In short, someone who is lonely for his or her partner and who is scared or overwhelmed about new responsibilities ends up looking like a jerk instead of the very human, very vulnerable person she or he is. If things get bad enough, they may start looking outside the marriage to reclaim the attention they had before children. If they are wise, they call on an older and wiser relative or friend or someone like me for help.

Couples often need to be reminded that adjusting to parenting is, in fact, a major life event. Many people are confused by the conflict between wanting to be a good parent and wanting to hold on to the intoxicating romance of courtship and early marriage. Often simply naming this truth is enough to start to turn things around. Good counseling (whether by a friend or a professional) lets people air their feelings and helps them find ways to make time for the couple at least some of the time.

One solution is to create couple-rituals that the whole family learns to respect. I know one family where Mom and Dad have an uninterrupted cup of coffee after dinner every night as a time to touch base, catch up, and talk about grown-up things. Another couple I know has been going out for a few of hours every Friday night since their first child was only a few months old. When they were young, all they could afford was the cost of a sitter so they just went for a walk. As they got older, they could afford an occasional dinner out. Now that the kids are teens and don't need a sitter, they sometimes even go to a movie. Still another couple I know (both of them "morning people") get up and have breakfast together before they start the "hurry up" of getting children up and out. Still another couple has arranged with both of their employers to come in late one morning a week. They get the kids off to school and then have a luxurious hour to go back to bed together or to chat. Their rule for this time is that it can't be used for arguing or doing serious business. Still another couple told me that once they understood the problem, they didn't need to do anything particularly special. They just make it a point to remember to give each other a random hug now and then, to find times to be really attentive to what is going on in each other's life, and to every once in a while do something spontaneous and special for each other.

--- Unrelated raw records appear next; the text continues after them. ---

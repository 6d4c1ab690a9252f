//! DTOs for health check endpoint.

use serde::Serialize;

use crate::api::dto::response::ApiResponse;

/// Health check response.
#[derive(Debug, Serialize)]
pub struct HealthResponse {
    #[serde(flatten)]
    pub response: ApiResponse,
    pub version: &'static str,
}
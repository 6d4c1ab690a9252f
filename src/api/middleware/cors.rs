//! CORS policy for browser clients.

use axum::http::{Method, header};
use tower_http::cors::{Any, CorsLayer};

/// Permissive CORS: any origin may call the API.
///
/// Preflight `OPTIONS` requests are answered by this layer directly, so it
/// must sit outside the auth gate.
pub fn layer() -> CorsLayer {
    CorsLayer::new()
        .allow_origin(Any)
        .allow_methods([Method::GET, Method::POST, Method::DELETE, Method::OPTIONS])
        .allow_headers([header::CONTENT_TYPE, header::AUTHORIZATION])
}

The arrival of the first baby marks a new stage in a couple's life together; a stage that has its own rewards, its own pleasures, and its own challenges. People who are the most successful at making the transition from couple to family are those who embrace and find joy in this stage of life, knowing that it is intense and brief, and that they will be without children in the house again all too soon.

Dr. Marie advises:

To successfully make the transition from the romance of early marriage to the responsibilities of being parents:

  • Don't expect that the couple and the children will get equal time and attention. Part of being a grown up is accepting the imbalance. Children deserve to get the bulk of your attention and energy until they are old enough to leave home.

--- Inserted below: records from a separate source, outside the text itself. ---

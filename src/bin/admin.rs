//! CLI administration tool for url-alias.
//!
//! Works directly against the SQLite store, applying the same alias rules as
//! the HTTP API, for operators without API credentials at hand.
//!
//! # Usage
//!
//! ```bash
//! # Store a URL under a chosen or generated alias
//! cargo run --bin admin -- url add https://example.com/page --alias ex1
//!
//! # Show where an alias points
//! cargo run --bin admin -- url show ex1
//!
//! # Delete an alias
//! cargo run --bin admin -- url delete ex1
//!
//! # Check the store
//! cargo run --bin admin -- db check
//! ```
//!
//! # Environment Variables
//!
//! - `STORAGE_PATH` (optional): SQLite database, default `storage/sqlite/urls.db`
//! - `ALIAS_LENGTH` (optional): length of generated aliases, default 6, range 4-32

use url_alias::AppError;
use url_alias::api::dto::save::SaveRequest;
use url_alias::application::services::UrlService;
use url_alias::config;
use url_alias::infrastructure::persistence::SqliteUrlRepository;

use anyhow::{Context, Result};
use clap::{Parser, Subcommand};
use colored::*;
use dialoguer::Confirm;
use validator::Validate;
use std::sync::Arc;

/// CLI tool for managing url-alias.
#[derive(Parser)]
#[command(name = "admin")]
#[command(author, version, about, long_about = None)]
struct Cli {
    /// Storage path (overrides STORAGE_PATH)
    #[arg(long, global = true)]
    storage: Option<String>,

    #[command(subcommand)]
    command: Commands,
}

/// Top-level command groups.
#[derive(Subcommand)]
enum Commands {
    /// Manage alias mappings
    Url {
        #[command(subcommand)]
        action: UrlAction,
    },

    /// Database operations
    Db {
        #[command(subcommand)]
        action: DbAction,
    },
}

/// Alias mapping subcommands.
#[derive(Subcommand)]
enum UrlAction {
    /// Store a URL under an alias
    Add {
        /// Destination URL (absolute)
        url: String,

        /// Alias to use (generated if omitted)
        #[arg(short, long)]
        alias: Option<String>,
    },

    /// Show the mapping for an alias
    Show {
        alias: String,
    },

    /// Delete an alias
    Delete {
        alias: String,

        /// Skip confirmation prompt
        #[arg(short = 'y', long)]
        yes: bool,
    },
}

/// Database operation subcommands.
#[derive(Subcommand)]
enum DbAction {
    /// Check database connection and show mapping count
    Check,
}

#[tokio::main]
async fn main() -> Result<()> {
    dotenvy::dotenv().ok();

    let cli = Cli::parse();

    let storage_path = cli
        .storage
        .or_else(|| std::env::var("STORAGE_PATH").ok())
        .unwrap_or_else(|| "storage/sqlite/urls.db".to_string());

    let repo = SqliteUrlRepository::connect(&storage_path, 1)
        .await
        .with_context(|| format!("Failed to open storage at {storage_path}"))?;

    let result = match cli.command {
        Commands::Url { action } => handle_url_action(action, &repo).await,
        Commands::Db { action } => handle_db_action(action, &repo, &storage_path).await,
    };

    repo.close().await;

    result
}

/// Dispatches alias management commands.
async fn handle_url_action(action: UrlAction, repo: &SqliteUrlRepository) -> Result<()> {
    let alias_length = config::alias_length_from_env()?;

    let service = UrlService::new(Arc::new(repo.clone()), alias_length);

    match action {
        UrlAction::Add { url, alias } => add_url(&service, url, alias).await,
        UrlAction::Show { alias } => show_url(repo, &alias).await,
        UrlAction::Delete { alias, yes } => delete_url(&service, repo, &alias, yes).await,
    }
}

/// Stores a URL after the same validation the API applies.
async fn add_url(
    service: &UrlService<SqliteUrlRepository>,
    url: String,
    alias: Option<String>,
) -> Result<()> {
    println!("{}", "🔗 Add URL".bright_blue().bold());
    println!();

    let request = SaveRequest::new(url.clone(), alias);
    request
        .validate()
        .map_err(|e| anyhow::anyhow!("'{}': {}", url, AppError::from(e)))?;

    let alias = service
        .shorten(url.clone(), request.alias)
        .await
        .map_err(|e| anyhow::anyhow!("Failed to add url: {}", e))?;

    println!("  Alias: {}", alias.bright_yellow().bold());
    println!("  URL:   {}", url.cyan());
    println!();
    println!("{}", "✅ URL added successfully!".green().bold());
    println!();

    Ok(())
}

/// Prints the stored row for an alias.
async fn show_url(repo: &SqliteUrlRepository, alias: &str) -> Result<()> {
    let mapping = repo
        .find(alias)
        .await
        .map_err(|e| anyhow::anyhow!("Database error: {}", e))?
        .context("Alias not found")?;

    println!("  {:<6} {}", "ID".bright_white().bold(), mapping.id.to_string().bright_black());
    println!("  {:<6} {}", "Alias".bright_white().bold(), mapping.alias.cyan());
    println!("  {:<6} {}", "URL".bright_white().bold(), mapping.url);

    Ok(())
}

/// Deletes an alias with confirmation prompt.
///
/// # Safety
///
/// - Requires confirmation unless `--yes` (default: No)
async fn delete_url(
    service: &UrlService<SqliteUrlRepository>,
    repo: &SqliteUrlRepository,
    alias: &str,
    skip_confirm: bool,
) -> Result<()> {
    println!("{}", "🗑  Delete URL".bright_blue().bold());
    println!();

    let mapping = repo
        .find(alias)
        .await
        .map_err(|e| anyhow::anyhow!("Database error: {}", e))?
        .context("Alias not found")?;

    println!("  Alias: {}", mapping.alias.cyan());
    println!("  URL:   {}", mapping.url);
    println!();

    if !skip_confirm {
        let confirmed = Confirm::new()
            .with_prompt("Delete this alias?")
            .default(false)
            .interact()?;

        if !confirmed {
            println!("{}", "❌ Cancelled".red());
            return Ok(());
        }
    }

    service
        .remove(alias)
        .await
        .map_err(|e| anyhow::anyhow!("Failed to delete url: {}", e))?;

    println!("{}", "✅ Alias deleted".green().bold());
    println!();

    Ok(())
}

/// Handles database diagnostic commands.
async fn handle_db_action(
    action: DbAction,
    repo: &SqliteUrlRepository,
    storage_path: &str,
) -> Result<()> {
    use url_alias::domain::repositories::UrlRepository;

    match action {
        DbAction::Check => {
            println!("{}", "🔍 Checking storage...".bright_blue());

            repo.ping()
                .await
                .map_err(|e| anyhow::anyhow!("Storage check failed: {}", e))?;

            let count = repo
                .count()
                .await
                .map_err(|e| anyhow::anyhow!("Database error: {}", e))?;

            println!("  Path:     {}", storage_path.bright_white());
            println!("  Mappings: {}", count.to_string().bright_green().bold());
            println!("{}", "✅ Storage OK".green().bold());
        }
    }

    Ok(())
}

  • Do build in some way to recognize and nurture your relationship with your partner at least a few times a week.

  • A little bit of talk - often - does more to sustain a relationship than a big show-down every few months. Couples who regularly share their confusions as well as their joy and who offer each other support and appreciation grow in their love for each other.

  • If you can't stand not having the kind of attention you had from your partner "pre kid", consider some counseling to help yourself grow up enough to be a parent.